Христианское «веселие духа» кружится без видимого движения, без звука, – как без звука совершается «умная молитва». Мейстер Экхарт созерцал Троицу как незримую «игру»: «Игра в природе Отца, зрелище и зрители суть одно». Это именно отношения лиц в обрядовом хороводе. В такой игре страдания личности, связанной с комком обреченной плоти, тонет во вселенской радости, как судьба Иова в ответе Бога. Войдя в хоровод, страдающий не отождествляет себя больше со своим страданием, он сливается с целым, где совпадают все противоположности, как Восток и Запад на полюсе, он отдается скорбной радости и радостной скорби. Такое овнутренное круговое действо и есть рублевская Троица, хоровод смерти и Воскресения, скорбное веселие духа.

Хороводные культуры Африки и Океании напоминают высоким цивилизациям о том, что те потеряли и что современная наука назвала «снятием оппозиций». Сближение латинской логики с негрским хороводом (о чем говорил Сенгор) нужно не только неграм.

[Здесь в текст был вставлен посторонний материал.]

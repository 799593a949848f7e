//! Configuration management for garden.
//!
//! Non-sensitive settings live in a TOML file
//! (`~/.config/garden/config.toml` by default). A small set of
//! environment knobs overrides the file so deployments can be
//! reconfigured without editing it:
//!
//! - `LOGSEQ_ROOT` — Logseq worktree directory
//! - `VECTOR_PROVIDER_URL` — embedding provider base URL
//! - `LLM_PROVIDER_URL` — LLM provider base URL
//! - `DEFAULT_SEARCH_STRATEGY` — embedding strategy name
//! - `SYNC_FANOUT` — request-scoped adapter fan-out limit
//! - `SYNC_CLOCK_SKEW_SECONDS` — sync timestamp tolerance

mod settings;

pub use settings::{
    GatewaySettings, LogseqSettings, ProviderSettings, SearchSettings, Settings, SettingsError,
};

/// Top-level configuration handle.
#[derive(Debug, Clone)]
pub struct Config {
    pub settings: Settings,
}

/// Errors that can occur when loading configuration
#[derive(Debug, thiserror::Error)]
pub enum ConfigError {
    #[error("Settings error: {0}")]
    Settings(#[from] SettingsError),
}

impl Config {
    /// Load the TOML settings file (creating defaults when absent) and
    /// apply environment overrides. `.env` is honored for development.
    pub fn load() -> Result<Self, ConfigError> {
        let _ = dotenvy::dotenv();
        let mut settings = Settings::load()?;
        settings.apply_env_overrides()?;
        Ok(Self { settings })
    }
}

Сейчас идет процесс сближения (и ломки) культур, втиснутых в общее пространство информации. Сближаются и вселенские культуры с локальными, и вселенские друг с другом. Христианский мир, миры ислама, Индии и Дальнего Востока опираются на разные откровения. Но каждое откровение – только перевод с Божеского на человеческий. Божеский оригинал – по ту сторону человеческих различий положительного и отрицательного богословия, Бога Авраама, Исаака и Иакова, вочеловечившегося в Иисусе Христе, и Великой Пустоты, вокруг которой кружит Бенаресская проповедь Будды: «Есть, о монахи, нечто неставшее, нерожденное, несотворенное…».

Общение культур может пройти через нынешний хаос и стать хороводом, структурой, в которой явленные, положительные образы вращаются вокруг незримого центра. Примерно так, по словам даосов, вращается колесо, в центре которого – пустота, пустая втулка, вдетая на ось. Можно уподобить ось «Духу, веющему, где хочет», пустоту – нашей готовности принять Дух по ту сторону всех форм и имен, формы же и имена спицам в колесе. В движении они сливаются, смотрятся как ипостаси единой истины. Если мы, глядя на Троицу Рублева, созерцаем единого и незримого Бога в трех зримых равночестных ликах, то что мешает увидеть равночестность нескольких вероисповеданий? Бог един, но он есть Дух, и познать Его единство – значит признать каждое великое откровение только зримым отблеском незримого света. Участник хоровода не отбрасывает свою традиционную «маску», он остается ей верен, но своим становится ему весь хоровод.

В каждой религиозной традиции есть возможность принять это и отвергнуть. В Евангелии написано: «Кто не со Мной, тот против Меня» и «Кто не против Меня, тот со Мной». Что бы человек ни выбрал, взаимное проникновение культур все равно идет, от него нельзя спрятаться, практически приходится выбирать между хаосом беспорядочных культурных связей и осознанным движением к новой гармонии, к возрождению священного хоровода, возвышенный образ которого – икона Троицы. Я вижу впереди, сквозь лабиринт постмодернизма, великий хоровод, связывающий то, что разделила логика, пренебрегавшая невысказанным, паузами в тексте, ритмом целого.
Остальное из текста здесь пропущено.